Hermann Hesse pubblica il romanzo Il lupo della steppa, Der Steppenwolf, nel 1927 a Berlino, in Italia uscirà nel 1946. Alla fine del libro l’autore aggiunge una breve nota, discute con i lettori. Naturalmente l’incontro è illusorio: i fruitori non sono presenti nell’assise. Hesse avverte che sovente le opere vengono fraintese e purtroppo così è con questa. C’è stata una identificazione e i lupi sono moltitudine, giusto, vagano nella steppa ma… ecco la sua imperiosa raccomandazione. Questa storia è malattia, crisi, ma non un cammino verso la morte, non tramonto bensì guarigione.

Il protagonista si chiama Harry Haller, un uomo sui cinquant’anni che affitta una mansarda dove porta le sue cose e una cassa di libri. Il libro riporta il suo diario, le sue memorie ed entra in lui. Persino nella sua psiche. 

La persona Harry contiene due entità: l’uomo, con ideali ambizioni, e il lupo, introverso barbaro. La steppa rappresenta la natura selvaggia dell’individuo, la profondità oscura dell’anima dove si svolge il romanzo: un viaggio attraverso l’inferno interiore, come asserisce Hesse.  

Inevitabile l’apparentamento con la steppa di Cechov, pubblicata una trentina di anni prima. Qui il protagonista è un giovane, Jegòruska. La steppa di Cechov è un luogo fisico ma ispira egualmente isolamento, solitudine. Racchiude l’invito a confrontarsi con i pensieri propri. La differenza maggiore è che Haller viaggia in lui mentre Jegoruska viaggia negli altri.  La dualità del giovane è il passaggio dall’innocenza alla conoscenza, quella dell’uomo maturo è tra lo spirito e l’istinto. 
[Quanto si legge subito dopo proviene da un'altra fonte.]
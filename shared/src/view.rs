use serde::{Deserialize, Serialize};

use crate::detail::{DetailContent, ImageState, MetadataField, IMAGE_LOAD_FAILED};
use crate::model::{ListState, Model, ReportRecord, ReportType};
use crate::resolver::resolve_with_config;
use crate::summary::{format_summary, SummaryBlock};
use crate::upload::UploadStatus;
use crate::{ErrorScope, MSG_NEEDS_LOGIN};

pub const MSG_LOADING_REPORTS: &str = "Loading reports...";
pub const MSG_NO_REPORTS: &str = "No reports yet";
pub const MSG_CONFIRM_DELETE: &str = "Delete this report?";
pub const DATE_PLACEHOLDER: &str = "N/A";
pub const SUMMARY_TITLE: &str = "AI Summary";
pub const REPORT_MODAL_TITLE: &str = "Medical Report";

#[derive(Serialize, Deserialize, Clone, Debug, PartialEq, Eq)]
pub struct ProfileView {
    pub display_name: Option<String>,
    pub email: Option<String>,
    pub photo_url: Option<String>,
}

#[derive(Serialize, Deserialize, Clone, Debug, PartialEq, Eq)]
pub struct ReportRow {
    pub id: String,
    pub report_date: String,
    pub report_type: String,
    pub has_summary: bool,
    /// False when no file field resolved; the shell disables the image button.
    pub image_available: bool,
    pub deleting: bool,
}

#[derive(Serialize, Deserialize, Clone, Debug, PartialEq, Eq)]
pub enum ReportsView {
    Loading { message: String },
    AuthRequired { message: String },
    Errored { message: String, retry_enabled: bool },
    Empty { message: String },
    Loaded { rows: Vec<ReportRow> },
}

#[derive(Serialize, Deserialize, Clone, Debug, PartialEq, Eq)]
pub struct ConfirmDeleteView {
    pub report_id: String,
    pub prompt: String,
}

#[derive(Serialize, Deserialize, Clone, Debug, PartialEq, Eq)]
pub struct SummaryModalView {
    pub title: String,
    pub report_type: Option<String>,
    pub report_date: Option<String>,
    pub blocks: Vec<SummaryBlock>,
}

#[derive(Serialize, Deserialize, Clone, Debug, PartialEq, Eq)]
pub enum ReportModalBody {
    Empty { message: String },
    Image {
        url: String,
        attempt: u32,
        loading: bool,
    },
    ImageFailed {
        message: String,
        original_url: String,
    },
}

#[derive(Serialize, Deserialize, Clone, Debug, PartialEq, Eq)]
pub struct ReportModalView {
    pub title: String,
    pub body: ReportModalBody,
    pub metadata: Vec<MetadataField>,
}

#[derive(Serialize, Deserialize, Clone, Debug, PartialEq, Eq)]
pub struct UploadFileView {
    pub name: String,
    /// Two decimals, e.g. "1.25 MB".
    pub size: String,
}

#[derive(Serialize, Deserialize, Clone, Debug, PartialEq, Eq)]
pub struct UploadView {
    pub file: Option<UploadFileView>,
    pub report_type: Option<ReportType>,
    pub uploading: bool,
    pub can_submit: bool,
    pub status: Option<String>,
    pub succeeded: bool,
    pub ai_summary: Option<String>,
}

#[derive(Serialize, Deserialize, Clone, Debug, PartialEq, Eq)]
pub struct ViewModel {
    pub authenticated: bool,
    pub sign_in_pending: bool,
    pub profile: Option<ProfileView>,
    pub reports: ReportsView,
    pub confirm_delete: Option<ConfirmDeleteView>,
    pub notice: Option<String>,
    pub summary_modal: Option<SummaryModalView>,
    pub report_modal: Option<ReportModalView>,
    pub upload: UploadView,
    pub page_scroll_locked: bool,
}

#[must_use]
pub fn build(model: &Model) -> ViewModel {
    ViewModel {
        authenticated: model.is_authenticated(),
        sign_in_pending: model.sign_in_pending,
        profile: model.session.as_ref().map(|s| ProfileView {
            display_name: s.display_name.clone(),
            email: s.email.clone(),
            photo_url: s.photo_url.clone(),
        }),
        reports: reports_view(model),
        confirm_delete: model
            .delete_confirmation
            .as_ref()
            .map(|id| ConfirmDeleteView {
                report_id: id.to_string(),
                prompt: MSG_CONFIRM_DELETE.to_string(),
            }),
        notice: model.notice.clone(),
        summary_modal: model.summary.as_ref().map(|s| SummaryModalView {
            title: SUMMARY_TITLE.to_string(),
            report_type: (s.report_type != ReportType::Unknown)
                .then(|| s.report_type.as_str().to_uppercase()),
            report_date: s.report_date.clone().filter(|d| !d.trim().is_empty()),
            blocks: format_summary(s.summary.as_deref()),
        }),
        report_modal: report_modal_view(model),
        upload: upload_view(model),
        page_scroll_locked: model.page_scroll_locked,
    }
}

fn reports_view(model: &Model) -> ReportsView {
    match &model.list {
        ListState::Idle | ListState::Loading => ReportsView::Loading {
            message: MSG_LOADING_REPORTS.to_string(),
        },
        ListState::Errored(e) => ReportsView::Errored {
            message: e.user_facing_message(ErrorScope::ListReports),
            retry_enabled: !model.is_fetching(),
        },
        ListState::Loaded(_) if model.auth_required => ReportsView::AuthRequired {
            message: MSG_NEEDS_LOGIN.to_string(),
        },
        ListState::Loaded(reports) if reports.is_empty() => ReportsView::Empty {
            message: MSG_NO_REPORTS.to_string(),
        },
        ListState::Loaded(reports) => ReportsView::Loaded {
            rows: reports.iter().map(|r| report_row(model, r)).collect(),
        },
    }
}

fn report_row(model: &Model, record: &ReportRecord) -> ReportRow {
    ReportRow {
        id: record.id.to_string(),
        report_date: record
            .report_date
            .as_deref()
            .map(str::trim)
            .filter(|d| !d.is_empty())
            .unwrap_or(DATE_PLACEHOLDER)
            .to_string(),
        report_type: record.report_type.label().to_string(),
        has_summary: record
            .ai_summary
            .as_deref()
            .is_some_and(|s| !s.trim().is_empty()),
        image_available: resolve_with_config(record, &model.config).is_resolved(),
        deleting: model.deletes_in_flight.contains(&record.id),
    }
}

fn report_modal_view(model: &Model) -> Option<ReportModalView> {
    let modal = model.detail.as_ref()?;
    let body = match &modal.content {
        DetailContent::NoRecord | DetailContent::NoUsableUrl => ReportModalBody::Empty {
            message: modal.empty_message().unwrap_or_default().to_string(),
        },
        DetailContent::Image {
            url,
            state: ImageState::Errored,
            ..
        } => ReportModalBody::ImageFailed {
            message: IMAGE_LOAD_FAILED.to_string(),
            original_url: url.clone(),
        },
        DetailContent::Image {
            url,
            state,
            attempt,
        } => ReportModalBody::Image {
            url: url.clone(),
            attempt: *attempt,
            loading: *state == ImageState::Loading,
        },
    };

    Some(ReportModalView {
        title: REPORT_MODAL_TITLE.to_string(),
        body,
        metadata: modal.metadata.clone(),
    })
}

fn upload_view(model: &Model) -> UploadView {
    let form = &model.upload;
    let (succeeded, ai_summary) = match &form.status {
        UploadStatus::Succeeded { ai_summary } => (true, ai_summary.clone()),
        _ => (false, None),
    };

    UploadView {
        file: form.file.as_ref().map(|f| UploadFileView {
            name: f.name.clone(),
            size: format_megabytes(f.size_bytes),
        }),
        report_type: form.report_type,
        uploading: form.is_uploading(),
        can_submit: form.can_submit(),
        status: form.status_message(),
        succeeded,
        ai_summary,
    }
}

#[allow(clippy::cast_precision_loss)]
fn format_megabytes(bytes: u64) -> String {
    format!("{:.2} MB", bytes as f64 / (1024.0 * 1024.0))
}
Ecco l’opera di Hesse. Un tizio che si definisce curatore inforca gli occhiali e affronta l’opuscolo “Il lupo della steppa” sottotitolo: “Soltanto per pazzi”. Harry Haller descrive la sua crisi esistenziale. Estraniato dalla società borghese, che critica per il suo arido edonismo, afferma di appartenere alla categoria dei suicida. Disserta quindi sul ritorno alla Madre, a Dio, al Tutto. Cita la frase del Faust: “Due anime, ahimè, son nel mio petto!” per suffragare il suo essere in due: uomo e lupo. Asserzione che è resa traballante, messa in dubbio dalla frase: “come corpo l’uomo è uno, come anima mai.” L’anima è “un palazzo con molte stanze” o “un teatro con infinite maschere.” Haller è in errore perché insiste con la dualità.

Nelle righe traspare e luccica la disperazione: l’uomo vero è prigioniero dell’uomo apparente, il borghese. Il divenire è un sudicio fiume che porta sempre avanti nella colpa. La corrente è infida, maligna. Non ci sono strade che portano all’indietro, alla non colpevolezza. Il fascicolo termina con la lettura e il commiato ma un protagonista procede ed agisce. 

Il testo è come un frutto innaturale, lo sbucci e trovi un’altra scorza. Gioca sulla voglia di arrivare alla polpa. C’è la prefazione del curatore, le memorie di Harry Haller,  la dissertazione,  la numerazione pagine in caratteri romani e poi normali, le porte con le iscrizioni maiuscole, la nota dell’autore… Come una battuta di tamburo scaturisce l’esclamazione: “Joyce, Joyce!” Quasi un’invocazione, l’innominato verrà e ne parleremo. Adesso è impegnato a tacchinare la Molly Bloom a Dublino. Lui è cattolico e la voleva Penelope invece lei è adultera!

Nel 1924 Hermann Hesse sposa la cantante Ruth Wenger. Dopo un breve viaggio decidono di separarsi definitivamente ed Hesse si mette a scrivere il libro del lupo. 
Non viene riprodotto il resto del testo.